• [What is needed]: Return exactly the lines of the records below, starting at the line that contains "arches of a category" and ending at the line that contains "one relation kind", with both of those lines kept.

================

impl EntryGraph {
    pub fn new() -> Self {
        Self::with_capacity(DEFAULT_CAPACITY)
    }

    /// Create an empty store sized for roughly `capacity` categories
    pub fn with_capacity(capacity: usize) -> Self {
        let capacity = capacity.min(MAX_CAPACITY);
        Self {
            categories: EntityIndex::with_capacity(capacity),
            pages: EntityIndex::with_capacity(capacity.saturating_mul(3)),
            csubc: Adjacency::new(),
            csupc: Adjacency::new(),
            cp: Adjacency::new(),
            pc: Adjacency::new(),
            edge_count: 0,
        }
    }

    /// Number of live arches across all four relations
    pub fn edge_count(&self) -> usize {
        self.edge_count
    }

    pub fn category_count(&self) -> usize {
        self.categories.len()
    }

    pub fn page_count(&self) -> usize {
        self.pages.len()
    }

    pub fn is_empty(&self) -> bool {
        self.categories.is_empty() && self.pages.is_empty()
    }

    /// Live category ids, ascending
    pub fn categories(&self) -> Vec<NodeId> {
        self.categories.ids().collect()
    }

    /// Live page ids, ascending
    pub fn pages(&self) -> Vec<NodeId> {
        self.pages.ids().collect()
    }

    // ---- entities ----

    /// Add a category unless one with the same name exists
    pub fn add_category(&mut self, name: &str) -> bool {
        self.insert_category(name).is_some()
    }

    /// Add a page unless one with the same name exists
    pub fn add_page(&mut self, name: &str) -> bool {
        self.insert_page(name).is_some()
    }

    fn insert_category(&mut self, name: &str) -> Option<NodeId> {
        let id = self.categories.insert(Category::new(name))?;
        self.csubc.insert(id, Vec::new());
        self.csupc.insert(id, Vec::new());
        self.cp.insert(id, Vec::new());
        Some(id)
    }

    fn insert_page(&mut self, name: &str) -> Option<NodeId> {
        let id = self.pages.insert(Page::new(name))?;
        self.pc.insert(id, Vec::new());
        Some(id)
    }

    /// Id of the named node, creating it first if it has not been seen.
    /// `None` if the name cannot be stored.
    fn ensure(&mut self, name: &str, kind: NodeKind) -> Option<NodeId> {
        match kind {
            NodeKind::Category => self
                .categories
                .id_of(name)
                .or_else(|| self.insert_category(name)),
            NodeKind::Page => self.pages.id_of(name).or_else(|| self.insert_page(name)),
        }
    }

    /// Remove a category and every arch that starts or ends at it
    pub fn remove_category(&mut self, category: &Category) -> bool {
        let Some((id, _)) = self.categories.remove_named(category.name()) else {
            return false;
        };

        let mut removed = 0;
        for adjacency in [&mut self.csubc, &mut self.csupc, &mut self.cp] {
            removed += adjacency.remove(&id).map_or(0, |arcs| arcs.len());
        }
        for adjacency in [&mut self.pc, &mut self.csubc, &mut self.csupc] {
            removed += remove_destiny(adjacency, id);
        }
        self.edge_count -= removed;

        log::debug!("Removed category '{}' (id {}) and {} arches", category, id, removed);
        true
    }

    /// Remove a page and every arch that starts or ends at it
    pub fn remove_page(&mut self, page: &Page) -> bool {
        let Some((id, _)) = self.pages.remove_named(page.name()) else {
            return false;
        };

        let mut removed = self.pc.remove(&id).map_or(0, |arcs| arcs.len());
        removed += remove_destiny(&mut self.cp, id);
        self.edge_count -= removed;

        log::debug!("Removed page '{}' (id {}) and {} arches", page, id, removed);
        true
    }

    /// Rename a category in place, keeping its id
    pub fn rename_category(&mut self, id: NodeId, name: &str) -> bool {
        self.categories.rename(id, name)
    }

    /// Rename a page in place, keeping its id
    pub fn rename_page(&mut self, id: NodeId, name: &str) -> bool {
        self.pages.rename(id, name)
    }

    // ---- arches ----

    fn adjacency(&self, kind: ArchKind) -> &Adjacency {
        match kind {
            ArchKind::CsubC => &self.csubc,
            ArchKind::CsupC => &self.csupc,
            ArchKind::CP => &self.cp,
            ArchKind::PC => &self.pc,
        }
    }

    fn adjacency_mut(&mut self, kind: ArchKind) -> &mut Adjacency {
        match kind {
            ArchKind::CsubC => &mut self.csubc,
            ArchKind::CsupC => &mut self.csupc,
            ArchKind::CP => &mut self.cp,
            ArchKind::PC => &mut self.pc,
        }
    }

    fn is_live(&self, id: NodeId, kind: NodeKind) -> bool {
        match kind {
            NodeKind::Category => self.categories.contains(id),
            NodeKind::Page => self.pages.contains(id),
        }
    }

    /// Store an arch in the map for its kind.
    ///
    /// Arches whose endpoints are not live entities of the kinds the relation
    /// requires are dropped. Re-adding an identical arch overwrites it.
    pub fn add_edge(&mut self, arch: Arch) -> EdgeInsert {
        if !self.is_live(arch.origin, arch.kind.origin_kind())
            || !self.is_live(arch.destiny, arch.kind.destiny_kind())
        {
            log::debug!("Dropping {:?}: endpoint not indexed", arch);
            return EdgeInsert::Rejected;
        }

        let arcs = self.adjacency_mut(arch.kind).entry(arch.origin).or_default();
        if let Some(existing) = arcs.iter_mut().find(|a| **a == arch) {
            *existing = arch;
            return EdgeInsert::Replaced;
        }
        arcs.push(arch);
        self.edge_count += 1;
        EdgeInsert::Inserted
    }

    /// Remove the arch (origin, destiny, kind) if present
    pub fn remove_edge(&mut self, origin: NodeId, destiny: NodeId, kind: ArchKind) -> bool {
        let Some(arcs) = self.adjacency_mut(kind).get_mut(&origin) else {
            return false;
        };
        let Some(pos) = arcs.iter().position(|a| a.destiny == destiny) else {
            return false;
        };
        arcs.remove(pos);
        self.edge_count -= 1;
        true
    }

    /// Wire one text record, creating any entity it names for the first time
    pub fn set_data(&mut self, record: &Record) -> EdgeInsert {
        if !is_valid_name(&record.origin) || !is_valid_name(&record.destiny) {
            log::debug!("Dropping {:?}: name cannot be stored", record);
            return EdgeInsert::Rejected;
        }
        let origin = self.ensure(&record.origin, record.relation.origin_kind());
        let destiny = self.ensure(&record.destiny, record.relation.destiny_kind());
        let (Some(origin), Some(destiny)) = (origin, destiny) else {
            return EdgeInsert::Rejected;
        };
        self.add_edge(Arch::new(origin, destiny, record.relation))
    }

    /// Outgoing arches of one kind from `node`; empty for unknown nodes
    pub fn arches(&self, node: NodeId, kind: ArchKind) -> &[Arch] {
        self.adjacency(kind)
            .get(&node)
            .map(Vec::as_slice)
            .unwrap_or(&[])
    }

    /// Every arch of one kind, ordered by origin id then insertion
    pub fn arches_of_kind(&self, kind: ArchKind) -> impl Iterator<Item = &Arch> + '_ {
        self.adjacency(kind).values().flatten()
    }

    /// Outgoing CsupC, CsubC and CP arches of a category
    pub fn category_arches(&self, node: NodeId) -> Vec<Arch> {
        [ArchKind::CsupC, ArchKind::CsubC, ArchKind::CP]
            .into_iter()
            .flat_map(|kind| self.arches(node, kind).iter().copied())
            .collect()
    }

    /// Outgoing PC arches of a page
    pub fn page_arches(&self, node: NodeId) -> Vec<Arch> {
        self.arches(node, ArchKind::PC).to_vec()
    }

    /// Distinct destinations reachable over one relation kind
    pub fn neighbors(&self, node: NodeId, kind: ArchKind) -> Vec<NodeId> {
        let mut out = Vec::new();
        push_destinies(&mut out, self.arches(node, kind));
        out
    }

    /// Distinct categories linked from a category through CsubC or CsupC
    pub fn category_adjacent_categories(&self, node: NodeId) -> Vec<NodeId> {
        let mut out = Vec::new();
        push_destinies(&mut out, self.arches(node, ArchKind::CsubC));
        push_destinies(&mut out, self.arches(node, ArchKind::CsupC));
        out
    }

    /// Distinct categories a page belongs to
    pub fn page_adjacent_categories(&self, node: NodeId) -> Vec<NodeId> {
        self.neighbors(node, ArchKind::PC)
    }

    /// Distinct pages a category contains
    pub fn category_adjacent_pages(&self, node: NodeId) -> Vec<NodeId> {
        self.neighbors(node, ArchKind::CP)
    }

    /// Out-degree of a category over CsubC, CsupC and CP
    pub fn category_degree(&self, node: NodeId) -> usize {
        [ArchKind::CsubC, ArchKind::CsupC, ArchKind::CP]
            .into_iter()
            .map(|kind| self.arches(node, kind).len())
            .sum()
    }

    /// Out-degree of a page over PC
    pub fn page_degree(&self, node: NodeId) -> usize {
        self.arches(node, ArchKind::PC).len()
    }

    pub fn csubc_degree(&self, node: NodeId) -> usize {
        self.arches(node, ArchKind::CsubC).len()
    }

    pub fn csupc_degree(&self, node: NodeId) -> usize {
        self.arches(node, ArchKind::CsupC).len()
    }

    // ---- translation ----

    pub fn category_id(&self, name: &str) -> Option<NodeId> {
        self.categories.id_of(name)
    }

    pub fn page_id(&self, name: &str) -> Option<NodeId> {
        self.pages.id_of(name)
    }

    /// Id of a category value, by its name
    pub fn category_number(&self, category: &Category) -> Option<NodeId> {
        self.categories.id_of(category.name())
    }

    /// Id of a page value, by its name
    pub fn page_number(&self, page: &Page) -> Option<NodeId> {
        self.pages.id_of(page.name())
    }

    pub fn category(&self, id: NodeId) -> Option<&Category> {
        self.categories.get(id)
    }

    pub fn page(&self, id: NodeId) -> Option<&Page> {
        self.pages.get(id)
    }

    pub fn category_name(&self, id: NodeId) -> Option<&str> {
        self.categories.name_of(id)
    }

    pub fn page_name(&self, id: NodeId) -> Option<&str> {
        self.pages.name_of(id)
    }

    fn node_name(&self, id: NodeId, kind: NodeKind) -> Option<&str> {
        match kind {
            NodeKind::Category => self.category_name(id),
            NodeKind::Page => self.page_name(id),
        }
    }

    /// Every arch as a named record, grouped by relation in dump order
    pub fn records(&self) -> Vec<Record> {
        ArchKind::ALL
            .into_iter()
            .flat_map(|kind| self.arches_of_kind(kind))
            .filter_map(|arc| {
                let origin = self.node_name(arc.origin, arc.kind.origin_kind())?;
                let destiny = self.node_name(arc.destiny, arc.kind.destiny_kind())?;
                Some(Record::new(origin, arc.kind, destiny))
            })
            .collect()
    }
}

================

• [Output of the task]:
    /// Outgoing CsupC, CsubC and CP arches of a category
    pub fn category_arches(&self, node: NodeId) -> Vec<Arch> {
        [ArchKind::CsupC, ArchKind::CsubC, ArchKind::CP]
            .into_iter()
            .flat_map(|kind| self.arches(node, kind).iter().copied())
            .collect()
    }

    /// Outgoing PC arches of a page
    pub fn page_arches(&self, node: NodeId) -> Vec<Arch> {
        self.arches(node, ArchKind::PC).to_vec()
    }

    /// Distinct destinations reachable over one relation kind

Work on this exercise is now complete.